I hadn’t listened to Robbie Williams for a long time the day I read he would be going on a new world tour. All of a sudden, my teenage memories of him surfaced, my favorite song started playing in my head and I knew I must see him.
Stepping on the floor of Palau Sant Jordi in Barcelona, I tried to wrap my head around the fact that I was about to see Robbie with my own eyes. That Robbie who was my favorite of all Take That guys growing up. That cute bad-boy with thick eyebrows, baby face and corny ’90s outfits. That Robbie who was staring at me from my childhood bedroom posters up the wall.
The last 20 minutes before the show started it seemed like the watch on my wrist was blocked. I kept watching it every minute but the needles wouldn’t turn. But the lights finally went down and interractive messages started appearing like chat lines on a phone screen. Robbie communicating with us, giving us orders. And we were happy to obey and do whatever command he typed on the giant screen. When he asked, in bold, red fiery letters: Barcelona, am I still your son? the crowd went mad with excitement. A great welcome back after 10 years of a Robbie-deprived Spain. Even though just virtual, helped by pixels and huge screens, we had established what felt like a deeply human connection. When you expect it less, he jumps on stage and we let him entertain us, no doubt. The crowd, extatic; the connection, powerful; the sound of his voice and the sight of my teenage crush – priceless.
Around me there were people who could be my parents or younger aunts and uncles, making me and my friends feel like teenagers all over again. They had shining stars in their eyes, vibrating on the beats of the effervescent, sexy Mr. Williams. With a young spirit, just like Robbie’s, they were reliving the older songs turned worldwide anthems like Feel or Millenium.
Don’t be fooled by the rocker leather jacket, fully tatooed bare arms and devil’s horns on a bleached blonde hair.

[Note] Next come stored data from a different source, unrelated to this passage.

// src/core/crdt/register.rs

//! The register node: a single immutable JSON value. Registers carry list
//! items and map entries; changing a register means replacing it.

use serde_json::Value;

#[derive(Debug, Clone)]
pub struct RegisterState {
    pub data: Value,
}
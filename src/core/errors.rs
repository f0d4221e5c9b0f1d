// src/core/errors.rs

//! Defines the primary error type for the entire crate.

use thiserror::Error;

/// The main error enum, representing all possible failures within the room runtime.
/// Using `thiserror` allows for clean error definitions and automatic `Display` impls.
/// The enum is `Clone` so surfaced errors can be fanned out on the `error` event channel.
#[derive(Error, Debug, Clone, PartialEq)]
pub enum RoomError {
    #[error("Authentication failed: {0}")]
    Authentication(String),

    /// The server closed the channel with a rejection close code in `[4000, 4100]`.
    #[error("Room connection rejected by server (code {code}): {reason}")]
    Rejected { code: u16, reason: String },

    #[error("Invariant violation: {0}")]
    InvariantViolation(String),

    #[error("Storage write denied: the current session is read-only")]
    WriteDenied,

    /// The server refused one or more storage ops. The local replica keeps its
    /// state; divergence is accepted rather than repaired.
    #[error("Storage mutation rejected by server: {reason}")]
    StorageMutationRejected { op_ids: Vec<String>, reason: String },

    #[error("Protocol error: {0}")]
    Protocol(String),

    #[error("Channel error: {0}")]
    Channel(String),

    #[error("Room is closed")]
    Closed,

    #[error("Internal error: {0}")]
    Internal(String),
}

Robbie let his loving soul shine through all that paraphernalia. Gentle songs sung in a powerfully warm voice, proudly bringing his father on the stage to sing together Better Man. A rocking pop star turned family man, getting teary eyed when he talks and sings about his children.

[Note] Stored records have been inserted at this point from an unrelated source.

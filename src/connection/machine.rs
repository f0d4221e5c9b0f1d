// src/connection/machine.rs

//! The connection worker: one long-running task per room that owns the
//! socket lifecycle.
//!
//! Each cycle authenticates (reusing a cached, unexpired token), opens the
//! channel, hands the open session to the room core, and pumps frames until
//! the channel dies. The exit reason decides the next state: a clean stop, a
//! server rejection (slow reconnect schedule), or a plain retry with
//! exponential backoff. Backoff sleeps stay interruptible by shutdown and
//! manual-reconnect signals.

use crate::auth;
use crate::connection::backoff::Backoff;
use crate::connection::{CLOSE_WITHOUT_RETRY, PING_FRAME, PONG_FRAME, REJECTION_CLOSE_CODES};
use crate::connection::websocket;
use crate::core::errors::RoomError;
use crate::core::room::{Connection, RoomShared};
use futures::{SinkExt, StreamExt};
use std::sync::Arc;
use std::time::Duration;
use tokio::sync::{broadcast, mpsc};
use tokio::time::Instant;
use tokio_tungstenite::tungstenite::Message;
use tokio_tungstenite::tungstenite::protocol::CloseFrame;
use tracing::{debug, info, warn};

/// Why a connection cycle ended.
#[derive(Debug, PartialEq)]
enum CycleEnd {
    /// `disconnect()` or drop; stop for good.
    Shutdown,
    /// The server closed with the no-retry sentinel.
    CloseWithoutRetry,
    /// The server rejected the session; retry on the slow schedule.
    Rejected { code: u16, reason: String },
    /// Manual `reconnect()`; retry immediately with a fresh backoff.
    ManualReconnect,
    /// Anything else; retry on the normal schedule.
    Retry,
}

/// The per-room connection worker.
pub(crate) struct ConnectionWorker {
    shared: Arc<RoomShared>,
    token_cache: Option<auth::AccessToken>,
    backoff: Backoff,
    slow_schedule: bool,
}

impl ConnectionWorker {
    pub(crate) fn new(shared: Arc<RoomShared>) -> Self {
        Self {
            shared,
            token_cache: None,
            backoff: Backoff::new(),
            slow_schedule: false,
        }
    }

    /// The main run loop: connection cycles separated by interruptible
    /// backoff sleeps.
    pub(crate) async fn run(mut self) {
        let mut shutdown_rx = self.shared.shutdown_tx.subscribe();
        let mut reconnect_rx = self.shared.reconnect_tx.subscribe();
        info!(
            "Connection worker started for room '{}'",
            self.shared.config.room_id
        );

        loop {
            let end = tokio::select! {
                end = self.handle_connection_cycle(&mut reconnect_rx) => end,
                _ = shutdown_rx.recv() => CycleEnd::Shutdown,
            };

            let shared = self.shared.clone();
            shared.with_core(|core, pending| core.on_channel_closed(pending));

            match end {
                CycleEnd::Shutdown => {
                    info!("Connection worker shutting down");
                    shared.with_core(|core, pending| {
                        core.set_connection_state(Connection::Closed, pending);
                    });
                    return;
                }
                CycleEnd::CloseWithoutRetry => {
                    info!("Server ended the session; not reconnecting");
                    shared.with_core(|core, pending| {
                        core.set_connection_state(Connection::Closed, pending);
                    });
                    return;
                }
                CycleEnd::Rejected { code, reason } => {
                    warn!("Session rejected by server (code {code}): {reason}");
                    shared.with_core(|core, pending| {
                        core.set_connection_state(Connection::Failed, pending);
                        pending.errors.push(RoomError::Rejected { code, reason });
                    });
                    shared.with_core(|core, pending| {
                        core.set_connection_state(Connection::Unavailable, pending);
                    });
                    self.slow_schedule = true;
                }
                CycleEnd::ManualReconnect => {
                    info!("Manual reconnect requested; reconnecting immediately");
                    shared.with_core(|core, pending| {
                        core.set_connection_state(Connection::Unavailable, pending);
                    });
                    self.backoff.reset();
                    self.slow_schedule = false;
                    continue;
                }
                CycleEnd::Retry => {
                    shared.with_core(|core, pending| {
                        core.set_connection_state(Connection::Unavailable, pending);
                    });
                }
            }

            let schedule = if self.slow_schedule {
                self.shared.config.backoff.slow_retry_delays()
            } else {
                self.shared.config.backoff.retry_delays()
            };
            let delay = self.backoff.next_delay(&schedule);
            info!("Will try to reconnect in {delay:?}");
            tokio::select! {
                _ = tokio::time::sleep(delay) => {}
                _ = shutdown_rx.recv() => {
                    info!("Connection worker shutting down during backoff");
                    self.shared.with_core(|core, pending| {
                        core.set_connection_state(Connection::Closed, pending);
                    });
                    return;
                }
                _ = reconnect_rx.recv() => {
                    info!("Reconnect signal received during backoff; connecting now");
                    self.backoff.reset();
                    self.slow_schedule = false;
                }
            }
        }
    }

    /// One cycle: authenticate, connect, pump until the channel dies.
    async fn handle_connection_cycle(
        &mut self,
        reconnect_rx: &mut broadcast::Receiver<()>,
    ) -> CycleEnd {
        self.shared.with_core(|core, pending| {
            core.set_connection_state(Connection::Authenticating, pending);
        });

        let token = match &self.token_cache {
            Some(token) if !token.is_expired_now() => {
                debug!("Reusing cached token");
                token.clone()
            }
            _ => match auth::authenticate(&self.shared.config).await {
                Ok(token) => {
                    self.token_cache = Some(token.clone());
                    token
                }
                Err(err) => {
                    warn!("Authentication failed: {err}");
                    self.shared.with_core(|_core, pending| {
                        pending.errors.push(err.clone());
                    });
                    return CycleEnd::Retry;
                }
            },
        };

        let session = token.session_info();
        self.shared.with_core(|core, pending| {
            core.set_connection_state(Connection::Connecting(session.clone()), pending);
        });

        let stream = match websocket::connect(&self.shared.config.server, &token.raw).await {
            Ok(stream) => stream,
            Err(err) => {
                // Transport errors are logged, not surfaced.
                warn!("Failed to open channel: {err}");
                return CycleEnd::Retry;
            }
        };
        info!("Channel open (actor {})", session.actor);

        let (mut write, mut read) = stream.split();
        let (out_tx, mut out_rx) = mpsc::unbounded_channel::<String>();
        self.shared.with_core(|core, pending| {
            core.on_channel_open(session.clone(), out_tx, pending);
        });
        self.backoff.reset();
        self.slow_schedule = false;

        let mut heartbeat = tokio::time::interval(self.shared.config.heartbeat_interval);
        heartbeat.set_missed_tick_behavior(tokio::time::MissedTickBehavior::Delay);
        // Consume the interval's immediate first tick.
        heartbeat.tick().await;
        let mut pong_deadline: Option<Instant> = None;

        loop {
            // A disarmed pong timer sleeps into the far future; the branch
            // precondition keeps it from ever firing.
            let pong_at = pong_deadline
                .unwrap_or_else(|| Instant::now() + Duration::from_secs(86_400));
            let pong_armed = pong_deadline.is_some();

            tokio::select! {
                inbound = read.next() => match inbound {
                    None => {
                        warn!("Channel stream ended");
                        return CycleEnd::Retry;
                    }
                    Some(Err(err)) => {
                        warn!("Channel error: {err}");
                        return CycleEnd::Retry;
                    }
                    Some(Ok(Message::Text(text))) => {
                        if text == PONG_FRAME {
                            pong_deadline = None;
                        } else {
                            self.shared.with_core(|core, pending| {
                                core.handle_frame(&text, pending);
                            });
                        }
                    }
                    Some(Ok(Message::Close(frame))) => return classify_close(frame),
                    Some(Ok(Message::Ping(payload))) => {
                        if let Err(err) = write.send(Message::Pong(payload)).await {
                            warn!("Failed to answer ping: {err}");
                            return CycleEnd::Retry;
                        }
                    }
                    Some(Ok(other)) => debug!("Ignoring unexpected channel message: {other:?}"),
                },

                outbound = out_rx.recv() => match outbound {
                    Some(frame) => {
                        if let Err(err) = write.send(Message::Text(frame)).await {
                            warn!("Failed to send frame: {err}");
                            return CycleEnd::Retry;
                        }
                    }
                    // The core dropped the sender; treat like a dead channel.
                    None => return CycleEnd::Retry,
                },

                _ = heartbeat.tick() => {
                    if let Err(err) = write.send(Message::Text(PING_FRAME.into())).await {
                        warn!("Failed to send heartbeat: {err}");
                        return CycleEnd::Retry;
                    }
                    pong_deadline = Some(Instant::now() + self.shared.config.pong_timeout);
                }

                _ = tokio::time::sleep_until(pong_at), if pong_armed => {
                    warn!("Pong timeout; tearing down the channel");
                    return CycleEnd::Retry;
                }

                _ = reconnect_rx.recv() => return CycleEnd::ManualReconnect,
            }
        }
    }
}

fn classify_close(frame: Option<CloseFrame<'_>>) -> CycleEnd {
    let Some(frame) = frame else {
        return CycleEnd::Retry;
    };
    let code = u16::from(frame.code);
    if code == CLOSE_WITHOUT_RETRY {
        CycleEnd::CloseWithoutRetry
    } else if REJECTION_CLOSE_CODES.contains(&code) {
        CycleEnd::Rejected {
            code,
            reason: frame.reason.to_string(),
        }
    } else {
        debug!("Channel closed with code {code}");
        CycleEnd::Retry
    }
}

He alternates between heartwarming songs, in which we all find a piece of ourselves, and fulminating hits like Kids, Come Undone or his version of We Will Rock You. The silver lining through it all is the Love that he militates for. It’s the supreme force that unites us all, whether it’s romantic infatuation, fatherly affection, or a son’s admiring eyes watching his father on the stage next to him.

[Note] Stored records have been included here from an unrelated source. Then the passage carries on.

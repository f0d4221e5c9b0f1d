// tests/integration/harness.rs

//! Common fixtures for integration tests: a loopback WebSocket server the
//! room connects to, plus token forging for the custom auth provider.

use async_trait::async_trait;
use base64::Engine;
use base64::engine::general_purpose::URL_SAFE_NO_PAD;
use futures::{SinkExt, StreamExt};
use liveroom::Room;
use liveroom::auth::{AuthProvider, AuthResponse};
use liveroom::config::{AuthConfig, RoomConfig};
use liveroom::core::errors::RoomError;
use serde_json::{Value, json};
use std::net::SocketAddr;
use std::sync::Arc;
use std::time::{Duration, SystemTime, UNIX_EPOCH};
use tokio::net::TcpListener;
use tokio::sync::mpsc;
use tokio::time::timeout;
use tokio_tungstenite::accept_async;
use tokio_tungstenite::tungstenite::Message;
use tokio_tungstenite::tungstenite::protocol::CloseFrame;
use tokio_tungstenite::tungstenite::protocol::frame::coding::CloseCode;
use url::Url;

pub const RECV_TIMEOUT: Duration = Duration::from_secs(5);

/// Scopes granting full access.
pub const WRITE_SCOPES: &[&str] = &["room:read", "room:write", "room:presence:write"];
/// Scopes granting presence-only access.
pub const READ_ONLY_SCOPES: &[&str] = &["room:read", "room:presence:write"];

fn now_secs() -> u64 {
    SystemTime::now()
        .duration_since(UNIX_EPOCH)
        .unwrap()
        .as_secs()
}

/// Builds an unsigned three-segment token the client will accept; the client
/// never verifies signatures.
pub fn forge_token(actor: i32, scopes: &[&str]) -> String {
    let header = URL_SAFE_NO_PAD.encode(br#"{"alg":"none"}"#);
    let claims = json!({
        "actor": actor,
        "scopes": scopes,
        "id": format!("user-{actor}"),
        "info": { "name": format!("User {actor}") },
        "iat": now_secs(),
        "exp": now_secs() + 3600,
    });
    let payload = URL_SAFE_NO_PAD.encode(claims.to_string());
    format!("{header}.{payload}.sig")
}

struct StaticAuth {
    token: String,
}

#[async_trait]
impl AuthProvider for StaticAuth {
    async fn authorize(&self, _room_id: &str) -> Result<AuthResponse, RoomError> {
        Ok(AuthResponse {
            token: self.token.clone(),
        })
    }
}

enum ServerCommand {
    Send(String),
    Close(u16, String),
}

/// One accepted client connection, seen from the server side.
pub struct ServerConn {
    frames: mpsc::UnboundedReceiver<String>,
    commands: mpsc::UnboundedSender<ServerCommand>,
    /// Messages already read from a multi-message frame but not consumed.
    pending: std::collections::VecDeque<Value>,
}

impl ServerConn {
    /// The next text frame, parsed as JSON. Heartbeat pings never show up
    /// here; the server answers them on its own when auto-pong is on.
    pub async fn next_frame(&mut self) -> Value {
        let text = timeout(RECV_TIMEOUT, self.frames.recv())
            .await
            .expect("timed out waiting for a frame")
            .expect("server connection closed");
        serde_json::from_str(&text).expect("frame is not JSON")
    }

    /// The next message, unwrapping multi-message frames.
    pub async fn next_message(&mut self) -> Value {
        loop {
            if let Some(msg) = self.pending.pop_front() {
                return msg;
            }
            match self.next_frame().await {
                Value::Array(items) => self.pending.extend(items),
                obj => return obj,
            }
        }
    }

    /// Skips messages until one with the given `type` arrives.
    pub async fn expect_message(&mut self, msg_type: u64) -> Value {
        loop {
            let msg = self.next_message().await;
            if msg.get("type").and_then(Value::as_u64) == Some(msg_type) {
                return msg;
            }
        }
    }

    /// True if nothing arrives within `wait`.
    pub async fn assert_silent(&mut self, wait: Duration) -> bool {
        self.pending.is_empty() && timeout(wait, self.frames.recv()).await.is_err()
    }

    pub fn send_json(&self, value: Value) {
        self.commands
            .send(ServerCommand::Send(value.to_string()))
            .expect("server connection task is gone");
    }

    #[allow(dead_code)] // Available for tests that need non-JSON frames
    pub fn send_raw(&self, text: &str) {
        self.commands
            .send(ServerCommand::Send(text.to_string()))
            .expect("server connection task is gone");
    }

    pub fn close(&self, code: u16, reason: &str) {
        self.commands
            .send(ServerCommand::Close(code, reason.to_string()))
            .expect("server connection task is gone");
    }
}

/// A loopback coordination server accepting any number of connections.
pub struct TestServer {
    addr: SocketAddr,
    connections: mpsc::UnboundedReceiver<ServerConn>,
}

impl TestServer {
    pub async fn start() -> Self {
        Self::start_with(true).await
    }

    /// `auto_pong: false` makes the server ignore heartbeats, which drives
    /// the client into its pong timeout.
    pub async fn start_with(auto_pong: bool) -> Self {
        let listener = TcpListener::bind("127.0.0.1:0")
            .await
            .expect("failed to bind test server");
        let addr = listener.local_addr().unwrap();
        let (conn_tx, connections) = mpsc::unbounded_channel();

        tokio::spawn(async move {
            while let Ok((stream, _)) = listener.accept().await {
                let Ok(ws) = accept_async(stream).await else {
                    continue;
                };
                let (frames_tx, frames_rx) = mpsc::unbounded_channel();
                let (commands_tx, commands_rx) = mpsc::unbounded_channel();
                if conn_tx
                    .send(ServerConn {
                        frames: frames_rx,
                        commands: commands_tx,
                        pending: Default::default(),
                    })
                    .is_err()
                {
                    return;
                }
                tokio::spawn(drive_connection(ws, frames_tx, commands_rx, auto_pong));
            }
        });

        Self { addr, connections }
    }

    /// Waits for the next client connection.
    pub async fn accept(&mut self) -> ServerConn {
        timeout(RECV_TIMEOUT, self.connections.recv())
            .await
            .expect("timed out waiting for a connection")
            .expect("listener task is gone")
    }

    /// True if no client connects within `wait`.
    pub async fn assert_no_connection(&mut self, wait: Duration) -> bool {
        timeout(wait, self.connections.recv()).await.is_err()
    }

    pub fn url(&self) -> Url {
        Url::parse(&format!("ws://{}", self.addr)).unwrap()
    }
}

async fn drive_connection(
    ws: tokio_tungstenite::WebSocketStream<tokio::net::TcpStream>,
    frames_tx: mpsc::UnboundedSender<String>,
    mut commands_rx: mpsc::UnboundedReceiver<ServerCommand>,
    auto_pong: bool,
) {
    let (mut write, mut read) = ws.split();
    loop {
        tokio::select! {
            inbound = read.next() => match inbound {
                Some(Ok(Message::Text(text))) => {
                    if text == "ping" {
                        if auto_pong {
                            let _ = write.send(Message::Text("pong".into())).await;
                        }
                    } else if frames_tx.send(text).is_err() {
                        return;
                    }
                }
                Some(Ok(_)) => {}
                _ => return,
            },
            command = commands_rx.recv() => match command {
                Some(ServerCommand::Send(text)) => {
                    let _ = write.send(Message::Text(text)).await;
                }
                Some(ServerCommand::Close(code, reason)) => {
                    let _ = write
                        .send(Message::Close(Some(CloseFrame {
                            code: CloseCode::from(code),
                            reason: reason.into(),
                        })))
                        .await;
                    return;
                }
                None => return,
            },
        }
    }
}

/// A room config pointed at the test server, tuned for fast tests.
pub fn test_config(server: &TestServer, actor: i32, scopes: &[&str]) -> RoomConfig {
    let mut config = RoomConfig::new("test-room", server.url(), AuthConfig::Custom);
    config.throttle = Duration::from_millis(20);
    config.backoff.retry_delays_ms = vec![30, 30, 30];
    config.backoff.slow_retry_delays_ms = vec![60, 60];
    config.hooks = config.hooks.clone().with_auth_provider(Arc::new(StaticAuth {
        token: forge_token(actor, scopes),
    }));
    config
}

/// Enters a room against the server and returns it together with the
/// server-side connection.
pub async fn connect_room(server: &mut TestServer, config: RoomConfig) -> (Room, ServerConn) {
    let room = Room::enter(config).expect("failed to enter room");
    let conn = server.accept().await;
    (room, conn)
}

/// Storage items for a root object with the given plain-JSON fields.
pub fn root_items(fields: Value) -> Value {
    json!([["0:0", { "type": 0, "data": fields }]])
}

/// Kicks off loading, serves `items`, and returns the root node id.
pub async fn load_storage(room: &Room, conn: &mut ServerConn, items: Value) -> String {
    room.storage_snapshot();
    conn.expect_message(200).await; // the storage fetch request
    conn.send_json(json!({ "type": 200, "items": items }));
    room.storage().await.expect("storage failed to load")
}

/// Shorthand for building a presence/data object from a JSON literal.
pub fn obj(value: Value) -> serde_json::Map<String, Value> {
    value.as_object().cloned().expect("expected a JSON object")
}

/// Like [`connect_room`], but builds a default config and also consumes the
/// initial presence keyframe the room sends right after opening.
pub async fn connect_ready(
    server: &mut TestServer,
    actor: i32,
    scopes: &[&str],
) -> (Room, ServerConn) {
    let config = test_config(server, actor, scopes);
    let (room, mut conn) = connect_room(server, config).await;
    let keyframe = conn.expect_message(100).await;
    assert_eq!(keyframe.get("targetActor").and_then(Value::as_i64), Some(-1));
    (room, conn)
}

/// Extracts the `ops` array from an `UPDATE_STORAGE` message.
pub fn ops_of(msg: &Value) -> Vec<Value> {
    msg.get("ops")
        .and_then(Value::as_array)
        .cloned()
        .unwrap_or_default()
}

Experiencing such a moment in time makes the people and the places that were witness remain special in your heart. Because we don’t remember buildings or street names, or people’s jacket color, but how these made us feel. Palau Sant Jordi can never be anymore just that concert venue on the Montjuic hill, built 25 years ago for the ’92 Summer Olympics. It is now that space in which I breathed the same air as Robbie Williams on a Friday night at the end of March. The friends with whom I shared those magical two hours will stay more than friends, but souls united by love, singing together such magical words:
I just wanna feel
Real love, feel the home that I live in
‘Cos I got too much life
Running through my veins
Going to waste…
We all became One, like Bono says, united by Love, Robbie’s ultimate call for the supreme feeling. When people talk about world peace and love on Earth, I think they actually refer to that kind of state in which the 18,000 people were, under the Sant Jordi roof in Barcelona on March 27. Two hours that went by too fast, in which every one of us got high on love. Robbie was stubborn to do it his way: daring to do a cover of Queen’s Bohemian Rhapsody, accompanied by an 18,000-voice choir is a moment that transcends generations, lives past and present and speaks about the essence of music.
Robbie Williams offered Barcelona more than 2 hours of a greatest hits concert. He offered us a display of passion, love and humor – the best example of living a meaningful life.